- SUPPLIED INFORMATION
★ ★ ★ ★ ★ ★ ★

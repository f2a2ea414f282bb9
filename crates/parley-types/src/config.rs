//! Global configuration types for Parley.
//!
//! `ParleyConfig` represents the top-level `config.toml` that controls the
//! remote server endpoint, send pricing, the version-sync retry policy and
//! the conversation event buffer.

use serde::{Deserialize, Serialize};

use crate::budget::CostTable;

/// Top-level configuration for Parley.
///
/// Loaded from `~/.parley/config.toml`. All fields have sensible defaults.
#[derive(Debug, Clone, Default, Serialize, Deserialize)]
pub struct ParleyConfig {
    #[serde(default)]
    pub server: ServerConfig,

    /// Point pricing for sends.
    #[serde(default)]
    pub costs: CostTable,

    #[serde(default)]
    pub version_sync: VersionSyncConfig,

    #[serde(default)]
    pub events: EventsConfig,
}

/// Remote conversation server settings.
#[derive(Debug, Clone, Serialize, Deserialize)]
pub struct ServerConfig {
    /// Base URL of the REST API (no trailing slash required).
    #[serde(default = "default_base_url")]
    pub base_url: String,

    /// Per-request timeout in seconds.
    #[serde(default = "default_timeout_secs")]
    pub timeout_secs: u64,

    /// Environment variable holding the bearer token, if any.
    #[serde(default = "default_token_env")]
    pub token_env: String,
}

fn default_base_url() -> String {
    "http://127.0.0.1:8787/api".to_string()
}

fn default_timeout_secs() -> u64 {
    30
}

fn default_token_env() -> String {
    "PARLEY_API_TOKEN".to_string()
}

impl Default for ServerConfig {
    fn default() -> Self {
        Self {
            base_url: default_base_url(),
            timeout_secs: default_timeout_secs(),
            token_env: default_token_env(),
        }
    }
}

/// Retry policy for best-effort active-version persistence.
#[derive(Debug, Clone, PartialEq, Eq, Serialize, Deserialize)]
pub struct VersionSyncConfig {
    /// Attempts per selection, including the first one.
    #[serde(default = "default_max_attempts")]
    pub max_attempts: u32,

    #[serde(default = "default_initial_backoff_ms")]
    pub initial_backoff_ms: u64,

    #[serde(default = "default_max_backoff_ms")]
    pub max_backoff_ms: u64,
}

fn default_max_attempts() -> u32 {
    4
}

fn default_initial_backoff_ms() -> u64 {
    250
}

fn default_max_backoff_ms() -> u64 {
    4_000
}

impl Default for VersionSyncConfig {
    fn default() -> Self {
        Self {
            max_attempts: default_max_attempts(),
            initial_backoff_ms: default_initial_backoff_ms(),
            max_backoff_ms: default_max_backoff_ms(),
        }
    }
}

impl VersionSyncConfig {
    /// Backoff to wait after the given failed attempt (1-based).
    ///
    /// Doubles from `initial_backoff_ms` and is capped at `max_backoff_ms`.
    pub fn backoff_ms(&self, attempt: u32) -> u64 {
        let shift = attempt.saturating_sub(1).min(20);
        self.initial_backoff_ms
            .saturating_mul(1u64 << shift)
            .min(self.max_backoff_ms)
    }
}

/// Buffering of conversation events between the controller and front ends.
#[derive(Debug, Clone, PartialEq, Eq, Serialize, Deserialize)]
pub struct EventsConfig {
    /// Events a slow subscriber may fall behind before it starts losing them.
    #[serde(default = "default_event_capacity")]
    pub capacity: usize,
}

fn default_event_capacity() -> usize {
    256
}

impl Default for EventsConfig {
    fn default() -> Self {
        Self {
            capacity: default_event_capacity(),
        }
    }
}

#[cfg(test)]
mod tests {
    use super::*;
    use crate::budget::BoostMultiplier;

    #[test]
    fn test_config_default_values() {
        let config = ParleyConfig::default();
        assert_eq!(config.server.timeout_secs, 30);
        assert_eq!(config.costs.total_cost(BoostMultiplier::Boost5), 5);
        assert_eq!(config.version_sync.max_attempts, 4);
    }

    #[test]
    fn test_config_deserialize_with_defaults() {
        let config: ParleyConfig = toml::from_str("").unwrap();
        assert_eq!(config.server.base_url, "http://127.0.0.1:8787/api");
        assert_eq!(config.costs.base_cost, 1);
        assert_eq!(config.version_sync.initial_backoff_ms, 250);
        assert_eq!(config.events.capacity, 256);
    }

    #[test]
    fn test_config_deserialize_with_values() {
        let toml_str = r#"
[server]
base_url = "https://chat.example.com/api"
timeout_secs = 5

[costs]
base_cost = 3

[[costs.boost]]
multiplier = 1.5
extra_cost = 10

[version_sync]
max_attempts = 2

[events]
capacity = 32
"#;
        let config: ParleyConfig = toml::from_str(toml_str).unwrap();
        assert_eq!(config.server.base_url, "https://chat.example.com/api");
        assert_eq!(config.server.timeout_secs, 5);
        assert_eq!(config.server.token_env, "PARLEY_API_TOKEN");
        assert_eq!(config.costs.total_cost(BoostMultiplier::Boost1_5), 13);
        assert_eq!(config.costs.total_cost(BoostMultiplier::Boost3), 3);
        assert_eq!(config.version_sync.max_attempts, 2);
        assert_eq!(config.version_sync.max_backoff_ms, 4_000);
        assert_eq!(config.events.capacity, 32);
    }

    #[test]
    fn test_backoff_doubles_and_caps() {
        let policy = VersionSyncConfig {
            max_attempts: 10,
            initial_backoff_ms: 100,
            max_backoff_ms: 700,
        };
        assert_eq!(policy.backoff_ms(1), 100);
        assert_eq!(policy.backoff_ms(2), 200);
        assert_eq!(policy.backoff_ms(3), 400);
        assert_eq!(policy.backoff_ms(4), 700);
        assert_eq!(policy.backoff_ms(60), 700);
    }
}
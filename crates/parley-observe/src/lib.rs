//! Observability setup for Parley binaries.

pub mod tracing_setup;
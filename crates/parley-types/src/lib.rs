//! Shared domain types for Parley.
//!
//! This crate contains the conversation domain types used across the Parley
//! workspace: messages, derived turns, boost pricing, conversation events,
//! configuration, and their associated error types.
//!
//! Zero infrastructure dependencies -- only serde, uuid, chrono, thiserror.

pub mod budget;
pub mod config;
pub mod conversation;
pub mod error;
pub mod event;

★ ★ ★ ★ ★ ★ ★

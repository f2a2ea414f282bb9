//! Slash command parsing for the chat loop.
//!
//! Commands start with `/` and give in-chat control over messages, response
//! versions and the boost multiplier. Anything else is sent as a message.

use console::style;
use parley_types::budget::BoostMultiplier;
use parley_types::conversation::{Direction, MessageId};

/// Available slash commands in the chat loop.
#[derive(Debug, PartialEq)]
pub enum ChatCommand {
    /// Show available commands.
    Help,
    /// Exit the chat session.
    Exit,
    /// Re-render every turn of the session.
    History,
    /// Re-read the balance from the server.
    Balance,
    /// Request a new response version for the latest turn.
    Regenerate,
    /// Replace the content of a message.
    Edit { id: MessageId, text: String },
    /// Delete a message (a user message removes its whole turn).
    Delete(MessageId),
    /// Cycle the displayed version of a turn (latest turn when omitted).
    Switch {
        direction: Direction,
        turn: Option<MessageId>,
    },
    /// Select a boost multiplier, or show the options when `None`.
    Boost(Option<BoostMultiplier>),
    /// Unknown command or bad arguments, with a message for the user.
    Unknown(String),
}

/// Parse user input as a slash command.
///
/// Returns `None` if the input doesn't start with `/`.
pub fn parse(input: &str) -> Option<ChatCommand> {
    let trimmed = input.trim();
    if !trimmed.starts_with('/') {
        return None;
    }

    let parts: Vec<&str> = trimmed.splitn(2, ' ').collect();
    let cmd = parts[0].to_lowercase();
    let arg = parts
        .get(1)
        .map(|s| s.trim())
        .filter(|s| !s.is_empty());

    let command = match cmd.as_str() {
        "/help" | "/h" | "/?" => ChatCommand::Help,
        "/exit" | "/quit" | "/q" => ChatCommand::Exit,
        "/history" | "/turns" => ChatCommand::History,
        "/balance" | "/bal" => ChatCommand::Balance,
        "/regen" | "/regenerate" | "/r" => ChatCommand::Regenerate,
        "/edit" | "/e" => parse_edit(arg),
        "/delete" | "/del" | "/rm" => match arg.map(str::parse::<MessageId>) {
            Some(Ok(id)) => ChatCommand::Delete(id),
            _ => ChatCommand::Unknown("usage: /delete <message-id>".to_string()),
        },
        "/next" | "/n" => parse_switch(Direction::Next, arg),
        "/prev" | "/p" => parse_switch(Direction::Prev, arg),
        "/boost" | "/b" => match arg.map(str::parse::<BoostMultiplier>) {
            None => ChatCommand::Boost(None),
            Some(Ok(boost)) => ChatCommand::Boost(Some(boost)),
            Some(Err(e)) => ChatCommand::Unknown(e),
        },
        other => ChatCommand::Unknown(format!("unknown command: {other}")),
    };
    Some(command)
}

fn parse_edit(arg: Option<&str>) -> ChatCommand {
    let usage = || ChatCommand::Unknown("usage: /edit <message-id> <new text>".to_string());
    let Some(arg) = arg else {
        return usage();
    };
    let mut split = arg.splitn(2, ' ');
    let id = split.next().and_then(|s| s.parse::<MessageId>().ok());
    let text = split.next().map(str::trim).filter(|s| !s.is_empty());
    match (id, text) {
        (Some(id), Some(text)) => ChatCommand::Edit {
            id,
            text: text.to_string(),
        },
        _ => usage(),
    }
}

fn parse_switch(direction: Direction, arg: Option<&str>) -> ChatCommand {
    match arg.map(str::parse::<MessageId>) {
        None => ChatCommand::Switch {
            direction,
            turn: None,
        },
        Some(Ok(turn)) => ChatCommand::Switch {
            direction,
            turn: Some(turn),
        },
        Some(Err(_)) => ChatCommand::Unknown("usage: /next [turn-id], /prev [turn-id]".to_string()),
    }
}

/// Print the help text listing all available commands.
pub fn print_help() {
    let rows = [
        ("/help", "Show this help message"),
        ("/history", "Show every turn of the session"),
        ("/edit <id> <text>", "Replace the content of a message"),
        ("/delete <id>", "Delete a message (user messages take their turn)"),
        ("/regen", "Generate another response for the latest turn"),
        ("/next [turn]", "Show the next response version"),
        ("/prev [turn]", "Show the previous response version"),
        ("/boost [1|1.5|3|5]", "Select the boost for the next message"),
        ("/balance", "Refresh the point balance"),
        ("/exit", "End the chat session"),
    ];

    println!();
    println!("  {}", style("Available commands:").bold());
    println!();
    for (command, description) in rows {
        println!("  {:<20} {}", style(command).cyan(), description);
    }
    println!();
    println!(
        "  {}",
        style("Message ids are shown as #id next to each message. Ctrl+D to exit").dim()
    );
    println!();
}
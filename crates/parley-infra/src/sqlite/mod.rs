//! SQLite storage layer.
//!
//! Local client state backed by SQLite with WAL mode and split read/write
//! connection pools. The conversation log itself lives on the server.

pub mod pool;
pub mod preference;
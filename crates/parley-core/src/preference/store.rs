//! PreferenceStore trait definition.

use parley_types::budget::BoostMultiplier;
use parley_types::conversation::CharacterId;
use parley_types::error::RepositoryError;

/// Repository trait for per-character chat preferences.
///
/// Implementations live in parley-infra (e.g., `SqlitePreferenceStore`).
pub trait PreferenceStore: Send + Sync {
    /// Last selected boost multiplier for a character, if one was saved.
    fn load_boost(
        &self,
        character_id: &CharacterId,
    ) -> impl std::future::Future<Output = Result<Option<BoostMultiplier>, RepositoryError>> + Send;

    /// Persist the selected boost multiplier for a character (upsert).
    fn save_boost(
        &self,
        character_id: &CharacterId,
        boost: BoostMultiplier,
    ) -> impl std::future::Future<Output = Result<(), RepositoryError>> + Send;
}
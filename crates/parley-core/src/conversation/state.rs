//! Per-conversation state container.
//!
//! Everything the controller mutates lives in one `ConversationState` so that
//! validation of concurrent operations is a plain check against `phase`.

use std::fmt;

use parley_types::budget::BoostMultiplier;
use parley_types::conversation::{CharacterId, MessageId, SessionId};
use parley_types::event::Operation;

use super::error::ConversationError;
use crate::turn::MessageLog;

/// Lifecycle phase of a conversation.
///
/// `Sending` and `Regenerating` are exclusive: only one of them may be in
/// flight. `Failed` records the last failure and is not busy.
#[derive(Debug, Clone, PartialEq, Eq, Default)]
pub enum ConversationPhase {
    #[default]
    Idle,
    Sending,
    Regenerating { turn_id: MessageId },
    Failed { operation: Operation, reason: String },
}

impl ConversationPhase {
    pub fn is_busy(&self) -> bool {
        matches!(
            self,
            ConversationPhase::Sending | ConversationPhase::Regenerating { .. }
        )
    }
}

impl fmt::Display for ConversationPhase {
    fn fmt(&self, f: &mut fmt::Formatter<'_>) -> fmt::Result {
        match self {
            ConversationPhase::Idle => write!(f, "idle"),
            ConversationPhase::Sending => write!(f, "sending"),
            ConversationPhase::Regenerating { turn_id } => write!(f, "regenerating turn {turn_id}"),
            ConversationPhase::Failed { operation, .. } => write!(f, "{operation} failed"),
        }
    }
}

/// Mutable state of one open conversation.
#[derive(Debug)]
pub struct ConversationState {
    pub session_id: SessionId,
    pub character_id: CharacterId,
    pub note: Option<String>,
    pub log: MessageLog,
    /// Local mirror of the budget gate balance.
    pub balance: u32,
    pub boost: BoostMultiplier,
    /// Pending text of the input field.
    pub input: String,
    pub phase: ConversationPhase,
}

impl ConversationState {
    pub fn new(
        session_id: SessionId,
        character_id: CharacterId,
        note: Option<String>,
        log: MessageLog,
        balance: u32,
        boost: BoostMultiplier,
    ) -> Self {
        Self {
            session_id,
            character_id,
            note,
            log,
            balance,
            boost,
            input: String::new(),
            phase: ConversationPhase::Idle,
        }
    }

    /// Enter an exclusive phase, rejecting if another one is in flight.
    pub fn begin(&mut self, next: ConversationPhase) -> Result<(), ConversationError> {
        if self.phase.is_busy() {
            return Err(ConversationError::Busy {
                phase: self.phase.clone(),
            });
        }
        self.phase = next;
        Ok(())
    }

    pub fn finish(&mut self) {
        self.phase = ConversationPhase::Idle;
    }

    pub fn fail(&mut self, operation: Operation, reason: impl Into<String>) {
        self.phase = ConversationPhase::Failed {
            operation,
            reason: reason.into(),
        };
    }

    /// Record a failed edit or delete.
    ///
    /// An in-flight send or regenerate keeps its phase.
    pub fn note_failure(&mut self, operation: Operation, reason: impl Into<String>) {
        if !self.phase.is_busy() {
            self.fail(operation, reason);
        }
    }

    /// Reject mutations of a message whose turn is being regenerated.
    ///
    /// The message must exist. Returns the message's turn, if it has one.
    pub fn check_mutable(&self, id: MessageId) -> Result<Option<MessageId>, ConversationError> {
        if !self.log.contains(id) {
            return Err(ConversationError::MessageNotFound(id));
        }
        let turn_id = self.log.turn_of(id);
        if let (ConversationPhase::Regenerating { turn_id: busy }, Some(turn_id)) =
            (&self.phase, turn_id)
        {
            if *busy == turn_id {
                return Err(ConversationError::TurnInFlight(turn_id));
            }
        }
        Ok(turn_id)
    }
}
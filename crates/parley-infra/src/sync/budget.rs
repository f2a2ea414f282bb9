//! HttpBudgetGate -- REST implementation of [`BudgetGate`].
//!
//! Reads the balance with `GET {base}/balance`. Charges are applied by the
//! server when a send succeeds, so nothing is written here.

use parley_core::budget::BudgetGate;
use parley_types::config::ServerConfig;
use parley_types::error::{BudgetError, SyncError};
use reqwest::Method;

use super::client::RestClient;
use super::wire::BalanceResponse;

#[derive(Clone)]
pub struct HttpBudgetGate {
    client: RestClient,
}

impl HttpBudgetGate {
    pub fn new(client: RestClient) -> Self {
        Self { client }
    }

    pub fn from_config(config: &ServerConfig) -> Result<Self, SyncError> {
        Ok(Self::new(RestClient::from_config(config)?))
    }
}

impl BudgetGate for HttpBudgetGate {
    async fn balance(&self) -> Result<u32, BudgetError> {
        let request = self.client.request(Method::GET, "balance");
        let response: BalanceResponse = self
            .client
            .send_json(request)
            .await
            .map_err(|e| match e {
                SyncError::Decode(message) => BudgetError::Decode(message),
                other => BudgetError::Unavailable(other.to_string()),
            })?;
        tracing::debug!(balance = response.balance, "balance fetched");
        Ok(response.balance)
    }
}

★ ★ ★ ★ ★ ★ ★

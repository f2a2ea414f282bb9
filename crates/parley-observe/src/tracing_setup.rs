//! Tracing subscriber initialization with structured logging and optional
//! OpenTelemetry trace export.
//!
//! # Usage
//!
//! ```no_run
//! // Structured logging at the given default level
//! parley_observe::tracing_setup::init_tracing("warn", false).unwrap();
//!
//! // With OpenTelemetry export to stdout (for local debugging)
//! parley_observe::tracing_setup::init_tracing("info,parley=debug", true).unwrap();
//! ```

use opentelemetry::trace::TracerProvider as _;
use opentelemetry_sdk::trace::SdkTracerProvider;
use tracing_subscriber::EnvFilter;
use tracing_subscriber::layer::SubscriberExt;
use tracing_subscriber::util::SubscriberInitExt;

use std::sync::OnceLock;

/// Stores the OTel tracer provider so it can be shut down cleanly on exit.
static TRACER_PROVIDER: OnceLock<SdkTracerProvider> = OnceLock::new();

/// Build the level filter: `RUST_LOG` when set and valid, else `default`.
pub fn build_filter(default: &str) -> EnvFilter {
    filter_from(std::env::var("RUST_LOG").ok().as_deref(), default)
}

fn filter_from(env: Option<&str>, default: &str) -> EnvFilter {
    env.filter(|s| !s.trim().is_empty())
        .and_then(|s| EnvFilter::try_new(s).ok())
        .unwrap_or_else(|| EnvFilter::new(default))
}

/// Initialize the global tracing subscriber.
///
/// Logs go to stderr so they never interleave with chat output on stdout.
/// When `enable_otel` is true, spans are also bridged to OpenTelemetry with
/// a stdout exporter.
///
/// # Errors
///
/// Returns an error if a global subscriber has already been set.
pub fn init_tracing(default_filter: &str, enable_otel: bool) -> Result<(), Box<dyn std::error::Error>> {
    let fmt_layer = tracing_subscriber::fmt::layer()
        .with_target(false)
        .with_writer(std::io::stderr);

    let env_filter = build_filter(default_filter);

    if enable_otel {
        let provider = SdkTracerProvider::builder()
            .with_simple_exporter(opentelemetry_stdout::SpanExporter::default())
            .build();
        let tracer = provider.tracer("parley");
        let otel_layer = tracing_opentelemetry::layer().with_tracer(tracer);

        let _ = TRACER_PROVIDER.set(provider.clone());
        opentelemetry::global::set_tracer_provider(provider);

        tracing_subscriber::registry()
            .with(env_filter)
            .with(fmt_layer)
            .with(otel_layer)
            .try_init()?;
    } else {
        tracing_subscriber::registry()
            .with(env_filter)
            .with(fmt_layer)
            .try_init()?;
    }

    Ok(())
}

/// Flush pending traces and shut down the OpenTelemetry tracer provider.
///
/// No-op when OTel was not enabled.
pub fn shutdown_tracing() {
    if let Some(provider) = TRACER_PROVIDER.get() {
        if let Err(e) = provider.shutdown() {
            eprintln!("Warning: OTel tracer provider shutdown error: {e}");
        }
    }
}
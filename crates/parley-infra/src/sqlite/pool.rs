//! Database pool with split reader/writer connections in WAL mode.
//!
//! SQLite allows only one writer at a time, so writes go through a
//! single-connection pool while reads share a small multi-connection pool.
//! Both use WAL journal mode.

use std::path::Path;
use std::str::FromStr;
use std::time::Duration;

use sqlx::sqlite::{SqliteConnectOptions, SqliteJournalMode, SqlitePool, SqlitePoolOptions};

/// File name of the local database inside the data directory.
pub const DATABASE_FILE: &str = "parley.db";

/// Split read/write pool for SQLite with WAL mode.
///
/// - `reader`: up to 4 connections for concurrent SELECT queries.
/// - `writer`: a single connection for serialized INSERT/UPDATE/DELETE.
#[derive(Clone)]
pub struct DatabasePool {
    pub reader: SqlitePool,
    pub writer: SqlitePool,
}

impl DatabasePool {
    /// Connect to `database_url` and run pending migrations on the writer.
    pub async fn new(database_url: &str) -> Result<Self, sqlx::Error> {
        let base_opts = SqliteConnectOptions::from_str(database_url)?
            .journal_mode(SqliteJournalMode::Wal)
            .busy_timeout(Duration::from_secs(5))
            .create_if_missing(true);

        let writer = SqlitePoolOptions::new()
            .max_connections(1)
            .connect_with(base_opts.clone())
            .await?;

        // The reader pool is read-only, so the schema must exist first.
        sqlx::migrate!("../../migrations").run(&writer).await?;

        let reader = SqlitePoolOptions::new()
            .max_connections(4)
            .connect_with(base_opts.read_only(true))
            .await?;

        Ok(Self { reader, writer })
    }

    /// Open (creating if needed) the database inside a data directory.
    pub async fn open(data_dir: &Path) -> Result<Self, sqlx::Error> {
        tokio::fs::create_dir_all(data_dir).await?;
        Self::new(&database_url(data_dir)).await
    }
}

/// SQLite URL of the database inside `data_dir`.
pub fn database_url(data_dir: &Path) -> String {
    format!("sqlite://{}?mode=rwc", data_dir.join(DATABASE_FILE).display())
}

★ ★ ★ ★ ★ ★ ★

- TO DO
Copy out each line of the records where the word "costs" appears.

- RESULT
    pub costs: CostTable,
        assert_eq!(config.costs.total_cost(BoostMultiplier::Boost5), 5);
        assert_eq!(config.costs.base_cost, 1);
[costs]
[[costs.boost]]
        assert_eq!(config.costs.total_cost(BoostMultiplier::Boost1_5), 13);
        assert_eq!(config.costs.total_cost(BoostMultiplier::Boost3), 3);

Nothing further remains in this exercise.